* **Required work**
From the first line of the entries below to the line with "pub fn distance(&self, other: &WorldPoint)", give each line again exactly.

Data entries
▬▬▬▬▬▬

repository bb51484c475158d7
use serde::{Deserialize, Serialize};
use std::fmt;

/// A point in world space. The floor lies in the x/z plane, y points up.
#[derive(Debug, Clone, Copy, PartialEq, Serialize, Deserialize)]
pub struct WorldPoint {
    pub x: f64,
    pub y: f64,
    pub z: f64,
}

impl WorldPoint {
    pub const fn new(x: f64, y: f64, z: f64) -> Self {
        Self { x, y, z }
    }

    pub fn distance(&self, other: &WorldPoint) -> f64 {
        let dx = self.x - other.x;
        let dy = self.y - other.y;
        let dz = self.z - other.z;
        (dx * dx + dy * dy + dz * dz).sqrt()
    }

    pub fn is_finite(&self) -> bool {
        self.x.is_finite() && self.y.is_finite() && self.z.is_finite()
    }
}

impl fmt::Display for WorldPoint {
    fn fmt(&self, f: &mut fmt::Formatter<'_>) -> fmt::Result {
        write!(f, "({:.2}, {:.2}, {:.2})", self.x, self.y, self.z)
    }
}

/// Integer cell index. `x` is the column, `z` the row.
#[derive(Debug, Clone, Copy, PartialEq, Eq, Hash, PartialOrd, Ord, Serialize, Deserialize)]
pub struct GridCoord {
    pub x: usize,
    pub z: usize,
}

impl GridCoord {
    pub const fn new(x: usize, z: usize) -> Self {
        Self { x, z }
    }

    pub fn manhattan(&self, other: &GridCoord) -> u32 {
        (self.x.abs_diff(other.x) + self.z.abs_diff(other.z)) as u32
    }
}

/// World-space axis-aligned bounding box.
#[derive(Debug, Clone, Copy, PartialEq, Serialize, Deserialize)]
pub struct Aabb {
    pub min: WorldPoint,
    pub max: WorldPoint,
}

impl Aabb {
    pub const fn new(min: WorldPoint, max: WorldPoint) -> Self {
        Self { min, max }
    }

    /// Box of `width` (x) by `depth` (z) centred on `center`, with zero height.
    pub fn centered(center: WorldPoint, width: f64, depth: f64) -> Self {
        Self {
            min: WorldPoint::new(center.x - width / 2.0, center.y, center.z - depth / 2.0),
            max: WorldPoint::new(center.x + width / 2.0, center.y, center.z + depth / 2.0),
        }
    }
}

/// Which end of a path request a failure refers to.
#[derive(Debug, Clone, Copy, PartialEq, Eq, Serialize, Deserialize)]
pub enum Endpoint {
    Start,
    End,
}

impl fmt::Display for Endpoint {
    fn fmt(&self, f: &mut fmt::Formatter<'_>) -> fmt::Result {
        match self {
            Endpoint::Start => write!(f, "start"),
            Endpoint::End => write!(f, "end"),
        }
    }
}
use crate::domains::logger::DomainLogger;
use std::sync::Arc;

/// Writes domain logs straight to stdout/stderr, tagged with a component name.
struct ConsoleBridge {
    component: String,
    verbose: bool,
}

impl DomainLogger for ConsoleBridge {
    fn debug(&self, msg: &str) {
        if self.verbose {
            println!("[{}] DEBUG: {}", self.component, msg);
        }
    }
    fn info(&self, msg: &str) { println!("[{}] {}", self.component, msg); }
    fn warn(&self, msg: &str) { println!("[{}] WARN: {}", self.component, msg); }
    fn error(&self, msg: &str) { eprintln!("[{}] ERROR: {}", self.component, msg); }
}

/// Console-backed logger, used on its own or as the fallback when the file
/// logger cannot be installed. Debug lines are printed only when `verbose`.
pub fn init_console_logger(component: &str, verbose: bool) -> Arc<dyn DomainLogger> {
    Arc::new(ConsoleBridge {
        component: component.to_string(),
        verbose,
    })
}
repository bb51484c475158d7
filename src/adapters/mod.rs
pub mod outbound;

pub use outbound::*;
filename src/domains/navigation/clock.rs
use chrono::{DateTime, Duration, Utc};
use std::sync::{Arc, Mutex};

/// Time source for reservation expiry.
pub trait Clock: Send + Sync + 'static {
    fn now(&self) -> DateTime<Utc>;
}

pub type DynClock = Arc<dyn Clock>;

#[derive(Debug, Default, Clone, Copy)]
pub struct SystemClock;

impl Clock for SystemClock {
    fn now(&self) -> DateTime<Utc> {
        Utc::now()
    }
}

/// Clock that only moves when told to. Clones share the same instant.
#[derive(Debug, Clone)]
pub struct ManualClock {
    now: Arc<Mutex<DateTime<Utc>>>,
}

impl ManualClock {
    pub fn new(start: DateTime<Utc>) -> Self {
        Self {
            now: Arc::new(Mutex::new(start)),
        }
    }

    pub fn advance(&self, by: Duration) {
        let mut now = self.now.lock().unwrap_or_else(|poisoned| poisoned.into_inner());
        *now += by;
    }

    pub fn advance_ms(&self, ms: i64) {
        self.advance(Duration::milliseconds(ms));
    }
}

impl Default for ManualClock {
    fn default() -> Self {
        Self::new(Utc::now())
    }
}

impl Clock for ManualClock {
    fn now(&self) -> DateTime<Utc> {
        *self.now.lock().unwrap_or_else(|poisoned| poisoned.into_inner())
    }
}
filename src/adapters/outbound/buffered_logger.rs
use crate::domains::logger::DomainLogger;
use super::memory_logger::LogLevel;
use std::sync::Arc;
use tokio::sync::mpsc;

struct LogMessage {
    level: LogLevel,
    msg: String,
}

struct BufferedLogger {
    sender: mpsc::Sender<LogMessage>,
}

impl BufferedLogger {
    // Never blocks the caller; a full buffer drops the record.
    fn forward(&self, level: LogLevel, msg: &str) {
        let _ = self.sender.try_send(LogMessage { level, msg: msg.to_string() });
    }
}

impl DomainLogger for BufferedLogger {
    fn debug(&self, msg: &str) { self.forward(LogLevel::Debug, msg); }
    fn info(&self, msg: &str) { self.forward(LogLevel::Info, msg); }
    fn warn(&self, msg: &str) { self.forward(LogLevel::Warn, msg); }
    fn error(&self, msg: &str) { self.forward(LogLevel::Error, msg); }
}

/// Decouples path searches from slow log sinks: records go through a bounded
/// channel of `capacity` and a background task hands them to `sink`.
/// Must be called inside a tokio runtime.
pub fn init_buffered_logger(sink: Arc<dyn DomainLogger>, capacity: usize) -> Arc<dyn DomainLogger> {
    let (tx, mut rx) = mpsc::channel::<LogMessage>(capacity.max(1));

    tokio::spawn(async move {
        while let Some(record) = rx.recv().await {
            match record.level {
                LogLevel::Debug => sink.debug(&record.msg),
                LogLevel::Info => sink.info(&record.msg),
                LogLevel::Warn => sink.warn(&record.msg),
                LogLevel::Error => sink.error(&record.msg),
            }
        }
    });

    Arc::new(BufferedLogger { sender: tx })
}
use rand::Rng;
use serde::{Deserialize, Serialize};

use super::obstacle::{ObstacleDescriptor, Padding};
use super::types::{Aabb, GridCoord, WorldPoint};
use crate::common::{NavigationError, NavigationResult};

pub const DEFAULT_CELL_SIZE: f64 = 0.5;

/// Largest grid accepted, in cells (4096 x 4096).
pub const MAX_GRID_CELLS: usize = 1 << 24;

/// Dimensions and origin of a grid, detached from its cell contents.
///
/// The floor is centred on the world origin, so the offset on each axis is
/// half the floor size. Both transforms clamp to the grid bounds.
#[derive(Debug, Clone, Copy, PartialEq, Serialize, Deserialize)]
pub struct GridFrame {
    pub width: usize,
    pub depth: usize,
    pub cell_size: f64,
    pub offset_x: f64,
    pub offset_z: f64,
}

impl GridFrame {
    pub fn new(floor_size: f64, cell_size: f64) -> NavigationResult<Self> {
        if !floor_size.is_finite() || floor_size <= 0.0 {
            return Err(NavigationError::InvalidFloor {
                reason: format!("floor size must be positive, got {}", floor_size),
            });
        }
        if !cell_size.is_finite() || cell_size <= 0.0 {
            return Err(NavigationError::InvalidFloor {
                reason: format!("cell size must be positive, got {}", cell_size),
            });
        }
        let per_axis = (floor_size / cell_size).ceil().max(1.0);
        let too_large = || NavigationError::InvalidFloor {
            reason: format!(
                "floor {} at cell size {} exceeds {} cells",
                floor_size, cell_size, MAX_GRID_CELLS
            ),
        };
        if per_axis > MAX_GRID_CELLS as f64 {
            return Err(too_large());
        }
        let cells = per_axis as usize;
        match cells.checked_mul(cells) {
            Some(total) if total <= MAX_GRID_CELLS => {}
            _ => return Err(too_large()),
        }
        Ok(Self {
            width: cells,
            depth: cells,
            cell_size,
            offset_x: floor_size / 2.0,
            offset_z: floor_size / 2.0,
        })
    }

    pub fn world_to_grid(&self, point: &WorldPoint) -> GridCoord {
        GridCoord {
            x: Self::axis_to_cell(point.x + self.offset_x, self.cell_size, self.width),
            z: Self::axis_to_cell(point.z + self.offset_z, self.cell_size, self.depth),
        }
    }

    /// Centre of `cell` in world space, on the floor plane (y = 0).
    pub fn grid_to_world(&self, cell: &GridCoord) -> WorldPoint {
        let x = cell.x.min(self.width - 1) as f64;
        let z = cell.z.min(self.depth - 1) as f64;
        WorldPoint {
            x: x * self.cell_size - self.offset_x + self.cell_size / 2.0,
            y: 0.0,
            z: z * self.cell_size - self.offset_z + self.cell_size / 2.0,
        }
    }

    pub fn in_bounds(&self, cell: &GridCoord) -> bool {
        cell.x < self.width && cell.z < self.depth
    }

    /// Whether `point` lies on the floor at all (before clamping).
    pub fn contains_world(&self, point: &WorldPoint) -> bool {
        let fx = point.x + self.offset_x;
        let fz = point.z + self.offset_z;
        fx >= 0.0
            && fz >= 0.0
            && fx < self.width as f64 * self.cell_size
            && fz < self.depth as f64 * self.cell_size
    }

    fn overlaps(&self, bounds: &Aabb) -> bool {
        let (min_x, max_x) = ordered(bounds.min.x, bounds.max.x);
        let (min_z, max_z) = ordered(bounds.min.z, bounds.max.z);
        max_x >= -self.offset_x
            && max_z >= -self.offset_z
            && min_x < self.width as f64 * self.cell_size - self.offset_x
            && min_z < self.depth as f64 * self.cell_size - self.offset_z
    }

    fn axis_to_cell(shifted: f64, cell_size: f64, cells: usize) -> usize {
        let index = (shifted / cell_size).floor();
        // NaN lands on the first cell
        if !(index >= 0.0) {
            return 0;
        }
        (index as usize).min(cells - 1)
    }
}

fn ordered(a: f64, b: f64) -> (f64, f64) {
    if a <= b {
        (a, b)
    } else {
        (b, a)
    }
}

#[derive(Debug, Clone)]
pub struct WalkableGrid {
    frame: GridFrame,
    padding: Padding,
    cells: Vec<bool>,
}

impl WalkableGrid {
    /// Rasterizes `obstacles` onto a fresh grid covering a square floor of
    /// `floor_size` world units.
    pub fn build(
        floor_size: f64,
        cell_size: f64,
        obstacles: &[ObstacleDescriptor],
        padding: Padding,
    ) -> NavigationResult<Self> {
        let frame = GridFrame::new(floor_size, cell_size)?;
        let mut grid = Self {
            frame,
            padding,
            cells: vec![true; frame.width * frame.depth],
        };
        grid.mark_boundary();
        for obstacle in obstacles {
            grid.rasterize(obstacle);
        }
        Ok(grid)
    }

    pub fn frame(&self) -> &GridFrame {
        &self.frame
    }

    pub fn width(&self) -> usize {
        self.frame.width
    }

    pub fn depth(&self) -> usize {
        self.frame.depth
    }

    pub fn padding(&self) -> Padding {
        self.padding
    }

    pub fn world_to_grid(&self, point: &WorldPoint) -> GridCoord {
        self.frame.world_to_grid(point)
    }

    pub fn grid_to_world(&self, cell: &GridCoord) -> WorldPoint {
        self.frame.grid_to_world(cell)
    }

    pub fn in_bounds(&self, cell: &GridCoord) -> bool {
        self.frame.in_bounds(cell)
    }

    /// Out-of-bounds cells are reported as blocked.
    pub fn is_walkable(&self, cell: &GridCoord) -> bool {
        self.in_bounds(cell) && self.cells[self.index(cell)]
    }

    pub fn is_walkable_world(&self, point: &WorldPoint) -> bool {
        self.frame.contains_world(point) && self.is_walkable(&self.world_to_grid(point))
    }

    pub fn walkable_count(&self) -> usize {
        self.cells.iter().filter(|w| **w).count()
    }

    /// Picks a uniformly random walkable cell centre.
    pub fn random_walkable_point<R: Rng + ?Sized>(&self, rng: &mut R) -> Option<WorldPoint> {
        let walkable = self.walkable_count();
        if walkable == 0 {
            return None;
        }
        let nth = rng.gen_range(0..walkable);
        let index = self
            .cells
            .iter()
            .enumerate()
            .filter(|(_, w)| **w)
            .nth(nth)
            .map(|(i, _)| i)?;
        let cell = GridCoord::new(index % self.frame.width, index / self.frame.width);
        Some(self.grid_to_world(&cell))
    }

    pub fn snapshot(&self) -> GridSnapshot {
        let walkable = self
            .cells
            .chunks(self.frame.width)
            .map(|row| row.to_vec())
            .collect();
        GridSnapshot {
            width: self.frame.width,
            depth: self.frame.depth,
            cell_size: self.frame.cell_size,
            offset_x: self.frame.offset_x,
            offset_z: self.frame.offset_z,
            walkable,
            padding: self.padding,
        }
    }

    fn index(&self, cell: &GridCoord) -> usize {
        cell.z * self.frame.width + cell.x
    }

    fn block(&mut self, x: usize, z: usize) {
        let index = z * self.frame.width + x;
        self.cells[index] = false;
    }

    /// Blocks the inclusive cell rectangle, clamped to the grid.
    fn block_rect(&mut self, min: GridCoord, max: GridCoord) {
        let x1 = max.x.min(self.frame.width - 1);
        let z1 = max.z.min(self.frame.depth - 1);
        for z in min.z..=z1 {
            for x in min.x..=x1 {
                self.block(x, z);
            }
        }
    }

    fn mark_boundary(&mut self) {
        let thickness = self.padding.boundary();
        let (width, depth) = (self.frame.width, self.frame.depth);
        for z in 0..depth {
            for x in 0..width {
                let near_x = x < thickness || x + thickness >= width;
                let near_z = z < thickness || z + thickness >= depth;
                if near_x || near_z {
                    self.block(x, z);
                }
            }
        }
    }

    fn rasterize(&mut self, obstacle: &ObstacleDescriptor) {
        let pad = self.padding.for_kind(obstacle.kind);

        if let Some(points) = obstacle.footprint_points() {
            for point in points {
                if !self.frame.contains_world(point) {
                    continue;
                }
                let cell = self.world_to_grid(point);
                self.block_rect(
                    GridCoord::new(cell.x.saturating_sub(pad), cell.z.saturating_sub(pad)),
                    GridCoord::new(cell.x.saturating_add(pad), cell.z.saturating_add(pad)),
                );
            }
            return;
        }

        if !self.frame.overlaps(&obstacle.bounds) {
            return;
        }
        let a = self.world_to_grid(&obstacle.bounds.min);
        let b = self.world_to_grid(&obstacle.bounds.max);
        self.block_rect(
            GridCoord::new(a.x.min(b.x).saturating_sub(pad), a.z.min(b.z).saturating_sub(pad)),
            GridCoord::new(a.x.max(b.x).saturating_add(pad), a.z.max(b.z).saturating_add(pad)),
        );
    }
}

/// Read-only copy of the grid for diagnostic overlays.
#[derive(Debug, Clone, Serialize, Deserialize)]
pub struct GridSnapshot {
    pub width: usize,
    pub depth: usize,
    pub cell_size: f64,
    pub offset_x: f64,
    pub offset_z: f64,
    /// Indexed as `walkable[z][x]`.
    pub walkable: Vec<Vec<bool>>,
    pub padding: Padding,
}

▬▬▬▬▬▬

* **Exercise response**
repository bb51484c475158d7
use serde::{Deserialize, Serialize};
use std::fmt;

/// A point in world space. The floor lies in the x/z plane, y points up.
#[derive(Debug, Clone, Copy, PartialEq, Serialize, Deserialize)]
pub struct WorldPoint {
    pub x: f64,
    pub y: f64,
    pub z: f64,
}

impl WorldPoint {
    pub const fn new(x: f64, y: f64, z: f64) -> Self {
        Self { x, y, z }
    }

    pub fn distance(&self, other: &WorldPoint) -> f64 {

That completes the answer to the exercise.